Select the lines below containing the word "derive".

** Opening Excerpted data block **

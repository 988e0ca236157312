//! Search-then-retrieve lyric lookup.
//!
//! Lyrics are optional: `fetch_lyrics` never fails, it logs the reason and
//! returns an empty sequence. `try_fetch` exposes the reason for callers that
//! want it.

use super::qqmusic::{LyricResponse, SearchResponse};
use super::{LyricLine, TrackQuery, parser};
use std::future::Future;
use thiserror::Error;

#[derive(Debug, Error)]
pub enum FetchError {
    #[error("request timed out")]
    Timeout,
    #[error("network error: {0}")]
    Network(#[source] reqwest::Error),
    #[error("malformed response: {0}")]
    Decode(#[from] serde_json::Error),
    #[error("song not found (code {code})")]
    SongNotFound { code: i64 },
    #[error("lyric not found for {song_mid} (code {code})")]
    LyricNotFound { song_mid: String, code: i64 },
}

impl From<reqwest::Error> for FetchError {
    fn from(e: reqwest::Error) -> Self {
        if e.is_timeout() {
            FetchError::Timeout
        } else {
            FetchError::Network(e)
        }
    }
}

/// Remote lyric service: a song search plus a lyric lookup by song id.
pub trait LyricSource: Send + Sync {
    fn search(&self, keyword: &str) -> impl Future<Output = Result<SearchResponse, FetchError>> + Send;

    fn lyric(&self, song_mid: &str) -> impl Future<Output = Result<LyricResponse, FetchError>> + Send;
}

#[derive(Debug, Clone)]
pub struct LyricFetcher<S> {
    source: S,
}

impl<S: LyricSource> LyricFetcher<S> {
    pub fn new(source: S) -> Self {
        Self { source }
    }

    /// Fetch lyrics for a track; empty when none are available for any reason.
    pub async fn fetch_lyrics(&self, title: &str, artist: &str) -> Vec<LyricLine> {
        let query = TrackQuery::new(title, artist);
        match self.try_fetch(&query).await {
            Ok(lines) => lines,
            Err(e) => {
                tracing::warn!(keyword = %query.keyword(), "no lyrics: {e}");
                Vec::new()
            }
        }
    }

    pub async fn try_fetch(&self, query: &TrackQuery) -> Result<Vec<LyricLine>, FetchError> {
        let keyword = query.keyword();
        tracing::debug!(%keyword, "searching lyrics");

        let search = self.source.search(&keyword).await?;
        let song = search
            .first_song()
            .filter(|s| !s.song_mid.is_empty())
            .ok_or(FetchError::SongNotFound { code: search.code })?;
        tracing::debug!(
            song = %song.song_name,
            singers = song.singers.len(),
            song_mid = %song.song_mid,
            "found song"
        );

        let lyric = self.source.lyric(&song.song_mid).await?;
        let text = lyric.text().ok_or_else(|| FetchError::LyricNotFound {
            song_mid: song.song_mid.clone(),
            code: lyric.code,
        })?;

        let lines = parser::parse(text);
        tracing::debug!(count = lines.len(), "parsed lyric lines");
        Ok(lines)
    }
}

#[cfg(test)]
pub(crate) mod tests {
    use super::*;
    use std::sync::Mutex;

    pub(crate) enum Step {
        Json(&'static str),
        Timeout,
        Panic,
    }

    /// Canned source: replies to search and lyric calls in order.
    pub(crate) struct FakeSource {
        search: Mutex<Option<Step>>,
        lyric: Mutex<Option<Step>>,
        pub(crate) calls: Mutex<Vec<String>>,
    }

    impl FakeSource {
        pub(crate) fn new(search: Step, lyric: Step) -> Self {
            Self {
                search: Mutex::new(Some(search)),
                lyric: Mutex::new(Some(lyric)),
                calls: Mutex::new(Vec::new()),
            }
        }

        fn reply<T: serde::de::DeserializeOwned>(slot: &Mutex<Option<Step>>) -> Result<T, FetchError> {
            match slot.lock().unwrap().take() {
                Some(Step::Json(body)) => Ok(serde_json::from_str(body)?),
                Some(Step::Timeout) | None => Err(FetchError::Timeout),
                Some(Step::Panic) => panic!("lyric source blew up"),
            }
        }
    }

    impl LyricSource for FakeSource {
        async fn search(&self, keyword: &str) -> Result<SearchResponse, FetchError> {
            self.calls.lock().unwrap().push(format!("search:{keyword}"));
            Self::reply(&self.search)
        }

        async fn lyric(&self, song_mid: &str) -> Result<LyricResponse, FetchError> {
            self.calls.lock().unwrap().push(format!("lyric:{song_mid}"));
            Self::reply(&self.lyric)
        }
    }

    pub(crate) const SEARCH_ABC: &str =
        r#"{"code":0,"data":{"song":{"list":[{"songid":7,"songmid":"abc","songname":"Song","singer":[{"name":"Artist"}]},{"songid":8,"songmid":"zzz","songname":"Other","singer":[]}]}}}"#;
    const LYRIC_OK: &str = r#"{"code":0,"lyric":"[ti:Song]\n[00:05.50]Line Two\n[00:00.00]Line One","trans":""}"#;

    #[tokio::test]
    async fn test_fetch_success() {
        let fetcher = LyricFetcher::new(FakeSource::new(Step::Json(SEARCH_ABC), Step::Json(LYRIC_OK)));
        let lines = fetcher.fetch_lyrics("Song", "Artist").await;
        assert_eq!(
            lines,
            vec![LyricLine::new(0, "Line One"), LyricLine::new(5500, "Line Two")]
        );
        assert_eq!(
            *fetcher.source.calls.lock().unwrap(),
            vec!["search:Song Artist".to_string(), "lyric:abc".to_string()]
        );
    }

    #[tokio::test]
    async fn test_search_failures() {
        for body in [
            r#"{"code":-1,"data":{"song":{"list":[{"songmid":"abc"}]}}}"#,
            r#"{"code":0,"data":{"song":{"list":[]}}}"#,
            r#"{"code":0,"data":null}"#,
            r#"{"code":0,"data":{"song":{"list":[{"songname":"No Id","singer":[]}]}}}"#,
        ] {
            let fetcher = LyricFetcher::new(FakeSource::new(Step::Json(body), Step::Json(LYRIC_OK)));
            let err = fetcher.try_fetch(&TrackQuery::new("a", "b")).await.unwrap_err();
            assert!(matches!(err, FetchError::SongNotFound { .. }), "{body}: {err:?}");
            // The lyric endpoint is never consulted.
            assert_eq!(fetcher.source.calls.lock().unwrap().len(), 1);
            assert!(fetcher.fetch_lyrics("a", "b").await.is_empty());
        }
    }

    #[tokio::test]
    async fn test_lyric_failures() {
        for body in [
            r#"{"code":-1901,"lyric":"[00:01.00]x"}"#,
            r#"{"code":0,"lyric":""}"#,
            r#"{"code":0}"#,
        ] {
            let fetcher = LyricFetcher::new(FakeSource::new(Step::Json(SEARCH_ABC), Step::Json(body)));
            let err = fetcher.try_fetch(&TrackQuery::new("a", "b")).await.unwrap_err();
            assert!(
                matches!(&err, FetchError::LyricNotFound { song_mid, .. } if song_mid == "abc"),
                "{body}: {err:?}"
            );
        }
    }

    #[tokio::test]
    async fn test_singer_without_name_still_fetches() {
        let search = r#"{"code":0,"data":{"song":{"list":[{"songid":1,"songmid":"abc","songname":"S","singer":[{"id":5}]}]}}}"#;
        let fetcher = LyricFetcher::new(FakeSource::new(Step::Json(search), Step::Json(LYRIC_OK)));
        let lines = fetcher.try_fetch(&TrackQuery::new("S", "")).await.unwrap();
        assert_eq!(lines.len(), 2);
        assert_eq!(fetcher.source.calls.lock().unwrap()[1], "lyric:abc");
    }

    #[tokio::test]
    async fn test_timeouts_are_swallowed() {
        let fetcher = LyricFetcher::new(FakeSource::new(Step::Timeout, Step::Json(LYRIC_OK)));
        assert!(fetcher.fetch_lyrics("Song", "Artist").await.is_empty());

        let fetcher = LyricFetcher::new(FakeSource::new(Step::Json(SEARCH_ABC), Step::Timeout));
        assert!(fetcher.fetch_lyrics("Song", "Artist").await.is_empty());
    }

    #[tokio::test]
    async fn test_unparseable_lyric_is_empty_not_error() {
        let fetcher = LyricFetcher::new(FakeSource::new(
            Step::Json(SEARCH_ABC),
            Step::Json(r#"{"code":0,"lyric":"plain text without tags"}"#),
        ));
        let lines = fetcher.try_fetch(&TrackQuery::new("a", "b")).await.unwrap();
        assert!(lines.is_empty());
    }
}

** Closing Excerpted data block **

▶ Solution:
#[derive(Debug, Error)]
#[derive(Debug, Clone)]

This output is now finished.